Freitag, 2. November 2007

Unmenschliche Regeln

Im Gespräch mit Karl Kopp, Europareferent von Pro Asyl:

• Ist Griechenland das schwarze Schaf unter jenen EU-Staaten, die über eine Außengrenze verfügen?

Nein. Dennoch müssen die von uns dokumentierten schwersten Menschenrechtsverletzungen in Griechenland lückenlos aufgeklärt und vor allem unverzüglich beendet werden. In der jüngsten Vergangenheit blieben in Griechenland die Täter – Polizisten und Grenzbeamte – straffrei und die Opfer schutzlos. Schwerste Menschenrechtsverletzungen finden auch an den anderen Grenzabschnitten statt: Wir brauchen uns nur an die dramatischen Bilder vor Malta zu erinnern, wo Flüchtlinge vor den Augen der Verantwortlichen ertrunken sind. Oder denken Sie an die Todesschüsse an der marokkanisch-spanischen Grenze. Dort wird der Stacheldraht immer höher, die Mauer immer gewaltiger, und es entsteht ein neuer eiserner Vorhang. Ähnliches findet an der Ost-Außengrenze statt.

• Also können die Vorgänge an der griechischen Küste nicht als Einzelfälle abgetan werden?

Wir stellen fest, dass in den vergangenen Jahren eine zunehmende Brutalisierung an den europäischen Außengrenzen stattgefunden hat, für die nicht nur die Staaten eine Verantwortung tragen, die über eine solche Außengrenze verfügen. Vielmehr haben beispielsweise europäische Zuständigkeitsregelungen, die sogenannte Dublin-II-Verordnung, dazu geführt, dass der Druck auf diese Länder erhöht wurde. Denn diese Zuständigkeitsregeln besagen, dass das Land, über das die Einreise geschieht, in der Regel auch für die Asylprüfung zuständig ist. Die EU-Randstaaten versuchen daher mit aller Macht, Flüchtlinge abzuwehren und in unsichere Staaten außerhalb der EU zurückzuschicken.

• Demnach befinden sich Staaten wie Deutschland, Großbritannien und Frankreich nur noch in einer Beobachterrolle?

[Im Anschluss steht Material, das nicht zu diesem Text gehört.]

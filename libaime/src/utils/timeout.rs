//! Timeout helpers used across the crate.
//!
//! Protocol code never does its own time arithmetic: frame assembly uses a
//! [`Deadline`] and chip readiness polling uses a [`RetryPolicy`].

use std::time::Duration;

use crate::transport::Clock;

/// Convert milliseconds to Duration.
pub fn ms(ms: u64) -> Duration {
    Duration::from_millis(ms)
}

/// Convert microseconds to Duration.
pub fn us(us: u64) -> Duration {
    Duration::from_micros(us)
}

/// A point on the monotonic microsecond clock after which an operation
/// is abandoned.
#[derive(Debug, Clone, Copy, PartialEq, Eq)]
pub struct Deadline {
    expires_at_us: u64,
}

impl Deadline {
    pub fn after(now_us: u64, window: Duration) -> Self {
        let window_us = u64::try_from(window.as_micros()).unwrap_or(u64::MAX);
        Self {
            expires_at_us: now_us.saturating_add(window_us),
        }
    }

    pub fn is_expired(&self, now_us: u64) -> bool {
        now_us > self.expires_at_us
    }

    pub fn expires_at_us(&self) -> u64 {
        self.expires_at_us
    }
}

/// Bounded polling: try `attempts` times, sleeping `interval` between
/// attempts.
#[derive(Debug, Clone, Copy, PartialEq, Eq)]
#[cfg_attr(feature = "serde", derive(serde::Serialize, serde::Deserialize))]
pub struct RetryPolicy {
    pub attempts: u32,
    pub interval: Duration,
}

impl RetryPolicy {
    pub const fn new(attempts: u32, interval: Duration) -> Self {
        Self { attempts, interval }
    }

    /// Run `probe` until it returns true or the attempts run out. Returns
    /// whether the probe succeeded.
    pub fn poll<F>(&self, clock: &mut dyn Clock, mut probe: F) -> bool
    where
        F: FnMut() -> bool,
    {
        for attempt in 0..self.attempts {
            if probe() {
                return true;
            }
            if attempt + 1 < self.attempts {
                clock.sleep(self.interval);
            }
        }
        false
    }
}

impl Default for RetryPolicy {
    fn default() -> Self {
        Self::new(20, ms(1))
    }
}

Flüchtlinge, die es beispielsweise von Griechenland aus schaffen, in ein anderes EU-Land zu gelangen, werden wieder zurückgeschickt. Die Folgen dieser Politik liegen auf der Hand: Während sich die Kernländer der EU, wie Deutschland, auf bequeme Art ihrer Verantwortung für eine humane Flüchtlingspolitik entziehen, wehren die EU-Mitglieder an den Außengrenzen vermehrt Flüchtlinge brutal ab.

• Was läuft denn schief?

Wir brauchen ein gemeinsames Asylsystem und mehr Solidarität bei der Flüchtlingsaufnahme und keinen Verschiebebahnhof für Flüchtlinge. Dublin II ist eine technokratische und unmenschliche Regelung. An den EU-Außengrenzen werden momentan die Werte, auf die Europa einmal so stolz gewesen ist, zur Disposition gestellt. Und Europa hat sich schon lange davon verabschiedet, ein Modell für die Einhaltung der Menschenrechte zu sein. Es hat im weltweiten Diskurs völlig seine Glaubwürdigkeit in Flüchtlings- und Menschenrechtsfragen verloren.